I rejoined the group only to find out Daphne and Lili had left.
"Bad news?" James had appeared beside me, his expression unusually serious.
"Something like that."
He studied my face with the practiced eye of someone who'd known me since Oxford. "This wouldn't happen to involve a certain acquisition, would it?"
I didn't answer, but that was answer enough. James was not only my best friend but also worked at Pemberton & Association.
"Christ." James ran a hand through his sandy hair. "The shopping channel?"
"Next Friday."
"And Lili?"
"Doesn't know."
James glanced back toward the door, "This is why you've been avoiding her."
"One of many reasons."
"Edward..." James's voice carried a warning I'd learned to heed over the years. "Whatever you're thinking of doing—"
"I'm not thinking of doing anything. I'm showing her around London tomorrow, as agreed. Nothing more."

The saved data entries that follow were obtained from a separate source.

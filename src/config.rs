use std::collections::HashMap;
use std::fmt;
use std::path::{Path, PathBuf};

/// Variable holding the Telegram bot token.
pub const TOKEN_VAR: &str = "BOT_TOKEN";
/// Optional directory for the file log.
pub const LOG_DIR_VAR: &str = "LOG_DIR";

/// Errors that can occur when loading configuration.
#[derive(Debug)]
pub enum ConfigError {
    /// `BOT_TOKEN` is not set or blank.
    MissingToken,
}

impl fmt::Display for ConfigError {
    fn fmt(&self, f: &mut fmt::Formatter<'_>) -> fmt::Result {
        match self {
            Self::MissingToken => write!(
                f,
                "{TOKEN_VAR} not found. Please create a .env file with {TOKEN_VAR}=your_token_here"
            ),
        }
    }
}

impl std::error::Error for ConfigError {}

/// Startup configuration. Loaded once in `main` and handed to the bot host.
#[derive(Clone)]
pub struct Config {
    pub telegram_bot_token: String,
    /// Directory for the file log. Stdout only when unset.
    pub log_dir: Option<PathBuf>,
    /// Non-fatal problems found while loading, logged once logging is up.
    pub warnings: Vec<String>,
}

impl fmt::Debug for Config {
    fn fmt(&self, f: &mut fmt::Formatter<'_>) -> fmt::Result {
        f.debug_struct("Config")
            .field("telegram_bot_token", &"<redacted>")
            .field("log_dir", &self.log_dir)
            .field("warnings", &self.warnings)
            .finish()
    }
}

impl Config {
    /// Load from the process environment, reading `.env` first if present.
    /// Variables already set in the environment win over the file.
    pub fn from_env() -> Result<Self, ConfigError> {
        let env_warning = match dotenvy::dotenv() {
            Err(e) if !e.not_found() => Some(format!("Ignoring .env file: {e}")),
            _ => None,
        };
        let mut config = Self::from_lookup(|key| std::env::var(key).ok())?;
        if let Some(warning) = env_warning {
            config.warnings.insert(0, warning);
        }
        Ok(config)
    }

    /// Load only from the given env file, ignoring the process environment.
    /// An unreadable file counts as empty.
    pub fn from_env_file<P: AsRef<Path>>(path: P) -> Result<Self, ConfigError> {
        let path = path.as_ref();
        let (vars, env_warning) = match dotenvy::from_path_iter(path)
            .and_then(|iter| iter.collect::<Result<HashMap<_, _>, _>>())
        {
            Ok(vars) => (vars, None),
            Err(e) => (
                HashMap::new(),
                Some(format!("Ignoring env file '{}': {e}", path.display())),
            ),
        };
        let mut config = Self::from_lookup(|key| vars.get(key).cloned())?;
        if let Some(warning) = env_warning {
            config.warnings.insert(0, warning);
        }
        Ok(config)
    }

    pub fn from_lookup<F>(lookup: F) -> Result<Self, ConfigError>
    where
        F: Fn(&str) -> Option<String>,
    {
        let token = lookup(TOKEN_VAR)
            .map(|t| t.trim().to_string())
            .filter(|t| !t.is_empty())
            .ok_or(ConfigError::MissingToken)?;

        let mut warnings = Vec::new();
        if !token_looks_valid(&token) {
            warnings.push(format!(
                "{TOKEN_VAR} looks malformed (expected format: 123456789:ABCdefGHI...)"
            ));
        }

        let log_dir = lookup(LOG_DIR_VAR)
            .filter(|d| !d.trim().is_empty())
            .map(PathBuf::from);

        Ok(Self {
            telegram_bot_token: token,
            log_dir,
            warnings,
        })
    }
}

/// Telegram tokens are formatted as {bot_id}:{secret} where bot_id is numeric.
fn token_looks_valid(token: &str) -> bool {
    match token.split_once(':') {
        Some((id, secret)) => {
            id.parse::<u64>().is_ok() && !secret.is_empty() && !secret.contains(':')
        }
        None => false,
    }
}

#[cfg(test)]
mod tests {
    use super::*;
    use std::io::Write;
    use tempfile::NamedTempFile;

    fn write_env(content: &str) -> NamedTempFile {
        let mut file = NamedTempFile::new().unwrap();
        file.write_all(content.as_bytes()).unwrap();
        file
    }

    fn lookup_from(pairs: &[(&str, &str)]) -> impl Fn(&str) -> Option<String> + use<> {
        let map: HashMap<String, String> = pairs
            .iter()
            .map(|(k, v)| (k.to_string(), v.to_string()))
            .collect();
        move |key| map.get(key).cloned()
    }

    fn assert_err<T>(result: Result<T, ConfigError>) -> ConfigError {
        match result {
            Ok(_) => panic!("expected error, got Ok"),
            Err(e) => e,
        }
    }

    #[test]
    fn test_valid_env_file() {
        let file = write_env("BOT_TOKEN=123456789:ABCdefGHIjklMNOpqrsTUVwxyz\n");
        let config = Config::from_env_file(file.path()).expect("should load valid config");
        assert_eq!(config.telegram_bot_token, "123456789:ABCdefGHIjklMNOpqrsTUVwxyz");
        assert!(config.log_dir.is_none());
        assert!(config.warnings.is_empty());
    }

    #[test]
    fn test_log_dir() {
        let file = write_env("BOT_TOKEN=123:abc\nLOG_DIR=/var/log/pepbot\n");
        let config = Config::from_env_file(file.path()).unwrap();
        assert_eq!(config.log_dir, Some(PathBuf::from("/var/log/pepbot")));
    }

    #[test]
    fn test_missing_token() {
        let file = write_env("LOG_DIR=logs\n");
        let err = assert_err(Config::from_env_file(file.path()));
        assert!(matches!(err, ConfigError::MissingToken));
        assert!(err.to_string().contains("BOT_TOKEN"));
    }

    #[test]
    fn test_blank_token() {
        let err = assert_err(Config::from_lookup(lookup_from(&[("BOT_TOKEN", "   ")])));
        assert!(matches!(err, ConfigError::MissingToken));
    }

    #[test]
    fn test_token_is_trimmed() {
        let config = Config::from_lookup(lookup_from(&[("BOT_TOKEN", " 42:secret ")])).unwrap();
        assert_eq!(config.telegram_bot_token, "42:secret");
    }

    #[test]
    fn test_malformed_tokens_only_warn() {
        for token in ["invalid_token", "abc:def", "123456789:", "1:a:b"] {
            let config = Config::from_lookup(lookup_from(&[("BOT_TOKEN", token)]))
                .unwrap_or_else(|e| panic!("{token:?} should load: {e}"));
            assert_eq!(config.telegram_bot_token, token);
            assert_eq!(config.warnings.len(), 1, "token {token:?}");
            assert!(config.warnings[0].contains("malformed"));
        }
    }

    #[test]
    fn test_env_file_not_found_is_only_missing_token() {
        let err = assert_err(Config::from_env_file("/nonexistent/path/.env"));
        assert!(matches!(err, ConfigError::MissingToken));
    }

    #[test]
    fn test_malformed_env_file_warns() {
        let file = write_env("BOT_TOKEN=123:abc\nthis line is 'not valid\n");
        match Config::from_env_file(file.path()) {
            // dotenvy rejects the whole file, so the token is gone too
            Err(ConfigError::MissingToken) => {}
            Ok(config) => assert!(!config.warnings.is_empty()),
        }
    }

    #[test]
    fn test_debug_hides_token() {
        let config =
            Config::from_lookup(lookup_from(&[("BOT_TOKEN", "123:supersecret")])).unwrap();
        let debug = format!("{config:?}");
        assert!(!debug.contains("supersecret"));
    }
}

"Right." James's tone suggested he believed me about as much as I believed myself. "Well, I'd better go charm the ladies before they start wondering what's keeping us."
As we rejoined the girls in the garden, I caught Daphne watching me with an expression I couldn't quite read.
When she saw my attention on her, she smiled brightly—too brightly.
"So it's settled then?" she asked. "Edward will show Lili around tomorrow?"
"It's settled."
"Wonderful." That mysterious smile again. "I'm sure you'll both have a lovely time."
As James launched into another outrageous story, I noticed Daphne step aside and pull out her phone. Her face went white as a sheet when she saw the caller ID. She spoke in low, urgent tones, her body language suggesting this wasn't a social call. When she caught me watching, she quickly ended the conversation and rejoined us, but her earlier excitement had been replaced by something that looked almost like relief.
"Everything alright?" I asked.
"Oh, perfectly fine. Just confirming some arrangements." She waved dismissively, but I caught the slight tremor in her hands.
The afternoon progressed with its usual chaos of James's stories, Daphne's schemes, and Lili's laughter. But I couldn't shake the feeling that there were undercurrents here I wasn't seeing. Something in the way Daphne kept glancing at her phone, the calculating looks she shot between Lili and me, and the mysterious phone call she thought I hadn't noticed.
I thought about Mother's warnings, about duty and family legacy. About the acquisition that would make us richer whiledestroying Lili's dreams. About how her laugh this morning had sounded like music I'd never heard before but somehow always knew.
This was insanity.
She was Daphne's best friend. She worked for a company I was about to obliterate. She represented everything that should be simple in my ordered world but somehow made everything impossibly complicated.
And yet, when she smiled, none of that seemed to matter.
By evening, as James prepared to leave and Daphne announced her plans for dinner at the Royal Opera, I found myself alone with Lili on the terrace.
The setting sun painted everything golden. Her hair seemed to glow like a halo.